Now They Tell Me
Apparently I was living uncomfortably close to weapons-grade U-235 during my decade in Rochester, New York. CNN reports that Kodak confirms it had weapons-grade uranium in underground lab.
Kodak had a scanner that used 3½ pounds of U-235 refined to over 90% purity in a bunker at Kodak park on State Street. Experts tell us it wasn’t enough to construct a bomb, and people weren’t really in any danger because Kodak had security [pardon me while I roll on the floor laughing, due to having personal knowledge of the quality of people hired for Kodak security.]
So, it is OK for an American corporation to keep weapons-grade uranium inside a city, but Iran must be bombed for having uranium refined to 20% … Does that seem a bit inconsistent to anyone else?
Given what I was doing in the military before I got out and went to Rochester, I would have really liked to have known about living next to that crap. What you don’t know can kill you.
4 comments
That one had me doing a double-take also. But it made sense in retrospect, if you know anything at all about the classified work that Kodak did for the government back in the day. Well, I forget, us civilians aren’t supposed to know about that, but all it takes is following the technological threads to figure out they had to end at Kodak’s door because back in the day Kodak was the only American company that had that kind of expertise in imaging technology.
My suspicion is that the weapons-grade uranium was the least of what Kodak had down there in that basement. If someone had wanted to build a dirty bomb, Kodak had the fixin’s for it. But nowadays we have digital technology for all that stuff, and digital is a dime a dozen… so Kodak is bankrupt, and Intel is a money machine. So it goes.
I can’t work out why Kodak had this stuff. Perhaps George Eastman had developed a long term plan for world domination…
Our local community college had some plutonium (not weapons grade) for study back in the day. Realizing it no longer was needed, and was a large enough an amount to be of concern so not good to have around, my husband tried to find out the process for getting rid of it. After lengthy discussions with local and state officials, he realized nobody knew how to deal with it. as they kept on suggesting somebody (anybody!) else. Los Alamos finally sent someone out to collect it.

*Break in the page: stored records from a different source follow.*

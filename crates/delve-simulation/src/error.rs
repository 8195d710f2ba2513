use delve_core::{ObjectId, WorldError};

use crate::daemon::DaemonId;

/// Alias for `Result<T, SimError>`.
pub type SimResult<T> = Result<T, SimError>;

/// Errors raised while running a turn.
#[derive(Debug, Clone, PartialEq, Eq, thiserror::Error)]
pub enum SimError {
    /// The world model refused a mutation.
    #[error(transparent)]
    World(#[from] WorldError),

    /// A daemon was addressed that is not registered.
    #[error("no daemon registered as {0}")]
    UnknownDaemon(DaemonId),

    /// An actor was addressed that is not registered.
    #[error("no actor animates {0}")]
    UnknownActor(ObjectId),

    /// Saved simulation state does not fit the registered daemons and actors.
    #[error("snapshot mismatch: {0}")]
    Snapshot(String),
}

I understand that it was used in neutrino scanning of new materials to check on their properties, and was probably useful for testing things that were subject to the radiation encountered on satellites, but Kodak owned a lot of property that wasn’t in the city limits of Rochester.
With Kodak, Bausch & Lomb, Xerox, et al. in Rochester, there was a lot of research on everything optical. Some of the materials used in producing film was not exactly benign, although it rarely exploded like some of the early film stock. My concern was that public safety people in Monroe County didn’t know about a potential radioactive hazard, and weren’t prepared to deal with it if there was a problem. It is the sort of thing that fire and police officials want to know about before something happens. They at least want to know who to call to deal with it.
You make the same valid point, Ellroon – who is responsible for it, and what do you do with it when it no longer serves any purpose?
Actually, Jams, George Eastman’s last big project to make health care affordable for everyone in Monroe County by forcing the health insurance people and health care providers to control costs. It was a rare person in the county who wasn’t covered, and a rare job that didn’t throw in a Blue Cross – Blue Shield plan for even part-time workers. Sadly, no one ever expanded what he did, and it has collapsed after his passing, and the passing of most of the large corporations that called Rochester home, Kodak just being the last.
The real shame, Badtux, is that Kodak owns some of the earliest and most basic patents for digital imaging technology, but the corporate decision makers didn’t want to invest any money in anything that was a threat to their cash-cow film business. Xerox ignored everything that their Palo Alto Research Center was doing because it wasn’t important to their copier business. These are the people everyone is supposed to respect because they are ‘the job creators’?!